Last month, Business Insider was on-site for the grand-opening of LeEco's first US headquarters, in San Jose, California. Nearly 300 employees work in that office, with space for up to 800.
The company has thousands of employees worldwide.
Just a couple of hours after the ribbon-cutting, the company was reported to be in talks to buy some three million square-feet of land from Yahoo.
CEO Jia Yueting is also one of the investors backing Faraday Future, the California-based electric-car startup that's planning a $1 billion, 900-acre factory in the North Las Vegas desert.
One of the many questions about LeEco, its parent company, Leshi Internet Information and Technology, and CEO Jia is this: how is the company financing its rapid growth?
LeEco went public in China under the Leshi name in 2010, but flew under the radar until the stock popped early last year, The Wall Street Journal reports, making it "one of the most valuable tech stocks listed in China."
In order to finance rapid growth among the many businesses under the Leshi banner, Jia apparently pledged a large portion of his shares in Leshi as collateral for personal lines of credit, according to WSJ writer Li Yuan.
Here's more from The Journal:
Trading in Leshi shares has been suspended since December. The suspension was prompted by Leshi so the company could acquire an ownership stake in its film business, Le Vision Pictures - ostensibly to help grow its streaming content services.
Leshi plans to issue 165 million shares of Leshi at 41.37 yuan per share - about $6.35 US dollars - to shareholders of Le Vision Pictures plus a cash payment of 2.98 billion yuan to finance the deal, the South China Morning Post reported Monday.
That's a nearly 30% discount from Leshi's December closing price of about 58.8 yuan ($9.02 US dollars) per share.Business Insider obtained a statement from Leshi in March that announced the trade suspension would end on May 7, but now it's unclear when that will happen, according to SCMP, which cited a company filing released Friday.
Since December, Leshi has proposed several deadlines for when trading of the stock it's been using as collateral would resume - all of which have been missed.
According financial documents from Leshi that were cited by The Journal, the company was valued at about $16 billion at its December closing price.
The company is doubling down on its film business because content streaming is a huge part of its broader strategy. Jia told Reuters last month that sales of its movies and TV shows will subsidize the cost of its future electric, autonomous cars, like the concept LeSEE.

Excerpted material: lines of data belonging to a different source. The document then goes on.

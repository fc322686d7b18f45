//! Custom Axum extractors.

use axum::{
    async_trait,
    extract::{FromRequest, FromRequestParts, Request},
    http::request::Parts,
};
use serde::de::DeserializeOwned;
use tracing::debug;

use crate::error::ApiError;

/// Request ID from `x-request-id` (or `request-id`), generated when absent
#[derive(Debug, Clone)]
pub struct RequestId(pub String);

#[async_trait]
impl<S> FromRequestParts<S> for RequestId
where
    S: Send + Sync,
{
    type Rejection = ApiError;

    async fn from_request_parts(parts: &mut Parts, _state: &S) -> Result<Self, Self::Rejection> {
        let id = parts
            .headers
            .get("x-request-id")
            .or_else(|| parts.headers.get("request-id"))
            .and_then(|v| v.to_str().ok())
            .filter(|v| !v.is_empty())
            .map_or_else(|| format!("req_{}", uuid::Uuid::new_v4().simple()), String::from);

        Ok(Self(id))
    }
}

/// JSON body whose rejection is a Messages error envelope
#[derive(Debug)]
pub struct JsonBody<T>(pub T);

#[async_trait]
impl<S, T> FromRequest<S> for JsonBody<T>
where
    T: DeserializeOwned,
    S: Send + Sync,
{
    type Rejection = ApiError;

    async fn from_request(req: Request, state: &S) -> Result<Self, Self::Rejection> {
        let bytes = axum::body::Bytes::from_request(req, state)
            .await
            .map_err(|e| ApiError::bad_request(format!("Failed to read request body: {e}")))?;

        let value: T = serde_json::from_slice(&bytes).map_err(|e| {
            debug!(error = %e, "JSON parse error");
            ApiError::bad_request(format!("Invalid JSON: {e}"))
        })?;

        Ok(Self(value))
    }
}
//! Configuration schema.
//!
//! Keys are written exactly as they appear in `config.json`, so the struct
//! fields carry explicit serde renames.

use crate::error::ConfigError;
use crate::target::RouteTarget;
use secrecy::SecretString;
use serde::Deserialize;
use std::time::Duration;
use tracing::debug;

/// Default listen host
pub const DEFAULT_HOST: &str = "127.0.0.1";
/// Default listen port
pub const DEFAULT_PORT: u16 = 3456;
/// Default token volume above which a request is long-context
pub const DEFAULT_LONG_CONTEXT_THRESHOLD: usize = 60_000;
/// Default client cache capacity
pub const DEFAULT_CACHE_CAPACITY: usize = 10;
/// Default client cache TTL (2 hours)
pub const DEFAULT_CACHE_TTL_SECS: u64 = 2 * 60 * 60;
/// Default backend connect timeout
pub const DEFAULT_CONNECT_TIMEOUT_SECS: u64 = 10;

/// Root configuration
#[derive(Debug, Clone, Deserialize)]
pub struct GatewayConfig {
    /// API key of the implicit default provider
    #[serde(rename = "OPENAI_API_KEY", default)]
    pub openai_api_key: Option<SecretString>,

    /// Base URL of the implicit default provider
    #[serde(rename = "OPENAI_BASE_URL", default)]
    pub openai_base_url: Option<String>,

    /// Model of the implicit default provider
    #[serde(rename = "OPENAI_MODEL", default)]
    pub openai_model: Option<String>,

    /// Named providers, in registration order
    #[serde(rename = "Providers", default)]
    pub providers: Vec<ProviderConfig>,

    /// Routing rules
    #[serde(rename = "Router", default)]
    pub router: RouterConfig,

    /// Listen host
    #[serde(rename = "HOST", default = "default_host")]
    pub host: String,

    /// Listen port
    #[serde(rename = "PORT", default = "default_port")]
    pub port: u16,

    /// Log level (`RUST_LOG` takes precedence)
    #[serde(rename = "LOG_LEVEL", default = "default_log_level")]
    pub log_level: String,

    /// Log output format
    #[serde(rename = "LOG_FORMAT", default)]
    pub log_format: LogFormat,

    /// Client cache tuning
    #[serde(rename = "CLIENT_CACHE", default)]
    pub client_cache: ClientCacheConfig,

    /// Backend connect timeout in seconds
    #[serde(rename = "CONNECT_TIMEOUT_SECS", default = "default_connect_timeout")]
    pub connect_timeout_secs: u64,
}

fn default_host() -> String {
    DEFAULT_HOST.to_string()
}

fn default_port() -> u16 {
    DEFAULT_PORT
}

fn default_log_level() -> String {
    "info".to_string()
}

fn default_connect_timeout() -> u64 {
    DEFAULT_CONNECT_TIMEOUT_SECS
}

impl Default for GatewayConfig {
    fn default() -> Self {
        Self {
            openai_api_key: None,
            openai_base_url: None,
            openai_model: None,
            providers: Vec::new(),
            router: RouterConfig::default(),
            host: default_host(),
            port: DEFAULT_PORT,
            log_level: default_log_level(),
            log_format: LogFormat::default(),
            client_cache: ClientCacheConfig::default(),
            connect_timeout_secs: DEFAULT_CONNECT_TIMEOUT_SECS,
        }
    }
}

impl GatewayConfig {
    /// Parse a config from JSON text
    pub fn from_json(text: &str) -> Result<Self, serde_json::Error> {
        serde_json::from_str(text)
    }

    /// Apply overrides from the process environment
    pub fn apply_env_overrides(&mut self) {
        self.apply_overrides(|key| std::env::var(key).ok());
    }

    /// Apply overrides from an arbitrary lookup
    ///
    /// Empty values are ignored. An unparsable `ROUTER_PORT` is ignored with a
    /// debug log.
    pub fn apply_overrides<F>(&mut self, lookup: F)
    where
        F: Fn(&str) -> Option<String>,
    {
        let get = |key: &str| lookup(key).filter(|v| !v.trim().is_empty());

        if let Some(key) = get("OPENAI_API_KEY") {
            self.openai_api_key = Some(SecretString::new(key));
        }
        if let Some(url) = get("OPENAI_BASE_URL") {
            self.openai_base_url = Some(url);
        }
        if let Some(model) = get("OPENAI_MODEL") {
            self.openai_model = Some(model);
        }
        if let Some(host) = get("ROUTER_HOST") {
            self.host = host;
        }
        if let Some(port) = get("ROUTER_PORT") {
            match port.parse() {
                Ok(port) => self.port = port,
                Err(_) => debug!(value = %port, "Ignoring unparsable ROUTER_PORT"),
            }
        }
        if let Some(level) = get("ROUTER_LOG_LEVEL") {
            self.log_level = level;
        }
    }

    /// Whether the `OPENAI_*` triple is fully set
    #[must_use]
    pub fn has_default_provider(&self) -> bool {
        self.openai_api_key.is_some() && self.openai_base_url.is_some() && self.openai_model.is_some()
    }

    /// Backend connect timeout
    #[must_use]
    pub fn connect_timeout(&self) -> Duration {
        Duration::from_secs(self.connect_timeout_secs)
    }

    /// Validate the configuration
    ///
    /// Rule targets are checked for syntax only; a rule that names an unknown
    /// provider fails the requests routed to it, not startup.
    pub fn validate(&self) -> Result<(), ConfigError> {
        if self.port == 0 {
            return Err(ConfigError::invalid("PORT", "port must be non-zero"));
        }

        if self.host.trim().is_empty() {
            return Err(ConfigError::invalid("HOST", "host cannot be empty"));
        }

        if let Some(base_url) = &self.openai_base_url {
            url::Url::parse(base_url)
                .map_err(|e| ConfigError::invalid("OPENAI_BASE_URL", e.to_string()))?;
        }

        for (i, provider) in self.providers.iter().enumerate() {
            provider.validate(&format!("Providers[{i}]"))?;
        }

        self.router.targets()?;

        if self.client_cache.capacity == 0 {
            return Err(ConfigError::invalid(
                "CLIENT_CACHE.capacity",
                "capacity must be greater than 0",
            ));
        }

        Ok(())
    }
}

/// A named OpenAI-compatible provider
#[derive(Debug, Clone, Deserialize)]
pub struct ProviderConfig {
    /// Unique provider name
    pub name: String,

    /// Base URL of the chat-completions API
    pub api_base_url: String,

    /// API key
    pub api_key: SecretString,

    /// Available models; the first is the provider's default
    #[serde(default)]
    pub models: Vec<String>,
}

impl ProviderConfig {
    /// Create a provider config
    #[must_use]
    pub fn new(
        name: impl Into<String>,
        api_base_url: impl Into<String>,
        api_key: impl Into<String>,
        models: Vec<String>,
    ) -> Self {
        Self {
            name: name.into(),
            api_base_url: api_base_url.into(),
            api_key: SecretString::new(api_key.into()),
            models,
        }
    }

    fn validate(&self, field: &str) -> Result<(), ConfigError> {
        if self.name.trim().is_empty() {
            return Err(ConfigError::invalid(
                format!("{field}.name"),
                "provider name cannot be empty",
            ));
        }
        url::Url::parse(&self.api_base_url)
            .map_err(|e| ConfigError::invalid(format!("{field}.api_base_url"), e.to_string()))?;
        if self.models.is_empty() {
            return Err(ConfigError::invalid(
                format!("{field}.models"),
                "at least one model is required",
            ));
        }
        Ok(())
    }
}

/// Routing rules, one `provider:model` target per category
#[derive(Debug, Clone, Deserialize)]
pub struct RouterConfig {
    /// Target for background requests
    #[serde(default)]
    pub background: Option<String>,

    /// Target for extended-reasoning requests
    #[serde(default)]
    pub think: Option<String>,

    /// Target for long-context requests
    #[serde(rename = "longContext", default)]
    pub long_context: Option<String>,

    /// Overrides the default target
    #[serde(default)]
    pub default: Option<String>,

    /// Token volume above which a request is long-context
    #[serde(rename = "longContextThreshold", default = "default_threshold")]
    pub long_context_threshold: usize,
}

fn default_threshold() -> usize {
    DEFAULT_LONG_CONTEXT_THRESHOLD
}

impl Default for RouterConfig {
    fn default() -> Self {
        Self {
            background: None,
            think: None,
            long_context: None,
            default: None,
            long_context_threshold: DEFAULT_LONG_CONTEXT_THRESHOLD,
        }
    }
}

/// Parsed rule targets
#[derive(Debug, Clone, Default, PartialEq, Eq)]
pub struct RouterTargets {
    /// Background target
    pub background: Option<RouteTarget>,
    /// Think target
    pub think: Option<RouteTarget>,
    /// Long-context target
    pub long_context: Option<RouteTarget>,
    /// Default override
    pub default: Option<RouteTarget>,
}

impl RouterConfig {
    /// Parse every configured target
    pub fn targets(&self) -> Result<RouterTargets, ConfigError> {
        let parse = |key: &str, raw: &Option<String>| -> Result<Option<RouteTarget>, ConfigError> {
            match raw.as_deref().map(str::trim) {
                None | Some("") => Ok(None),
                Some(raw) => RouteTarget::parse(raw).map(Some).ok_or_else(|| {
                    ConfigError::invalid(
                        format!("Router.{key}"),
                        format!("'{raw}' is not of the form provider:model"),
                    )
                }),
            }
        };

        Ok(RouterTargets {
            background: parse("background", &self.background)?,
            think: parse("think", &self.think)?,
            long_context: parse("longContext", &self.long_context)?,
            default: parse("default", &self.default)?,
        })
    }
}

/// Log output format
#[derive(Debug, Clone, Copy, Default, PartialEq, Eq, Deserialize)]
#[serde(rename_all = "lowercase")]
pub enum LogFormat {
    /// Human-readable
    #[default]
    Pretty,
    /// One JSON object per line
    Json,
}

/// Client cache tuning
#[derive(Debug, Clone, Copy, Deserialize)]
pub struct ClientCacheConfig {
    /// Maximum live clients
    #[serde(default = "default_capacity")]
    pub capacity: usize,

    /// Seconds a client lives after insertion
    #[serde(default = "default_ttl")]
    pub ttl_secs: u64,
}

fn default_capacity() -> usize {
    DEFAULT_CACHE_CAPACITY
}

fn default_ttl() -> u64 {
    DEFAULT_CACHE_TTL_SECS
}

impl Default for ClientCacheConfig {
    fn default() -> Self {
        Self {
            capacity: DEFAULT_CACHE_CAPACITY,
            ttl_secs: DEFAULT_CACHE_TTL_SECS,
        }
    }
}

impl ClientCacheConfig {
    /// TTL as a duration
    #[must_use]
    pub fn ttl(&self) -> Duration {
        Duration::from_secs(self.ttl_secs)
    }
}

"One day, our cars will be free," Jia said.
Because LeEco is a strategic partner of Faraday Future (FF), and Jia said that he is among the investors backing the company, the ongoing suspension - now five months long - has caught the attention of Nevada's state treasurer, Dan Schwartz, who is responsible for overseeing millions of dollars in tax incentives that are helping FF build its factory.
Schwartz has repeatedly raised concerns about Jia's association with FF. Earlier this year, Schwartz traveled to China on unrelated business and attempted to meet with executives at Jia's company, to no avail.
An FF representative reiterated to Business Insider on Monday that Leshi and LeEco's business is separate from that of FF because Jia is backing FF with personal assets. The representative declined to comment on who else, besides Jia, is funding FF but said "our business continues to grow steadily."
For his part, Schwartz says he's not entirely convinced. "We are aware that there are multiple issues ... which bear on the start date of the project," Schwartz told Business Insider in a phone conversation last month. He declined to elaborate on what those issues might be.
Chinese tech companies at large have been making big bets on electric cars lately. The Chinese government in recent years has loosened the rules, allowing the practice. The apparent goal is to hasten the move away fossil fuels that have contributed to China's massive pollution problem.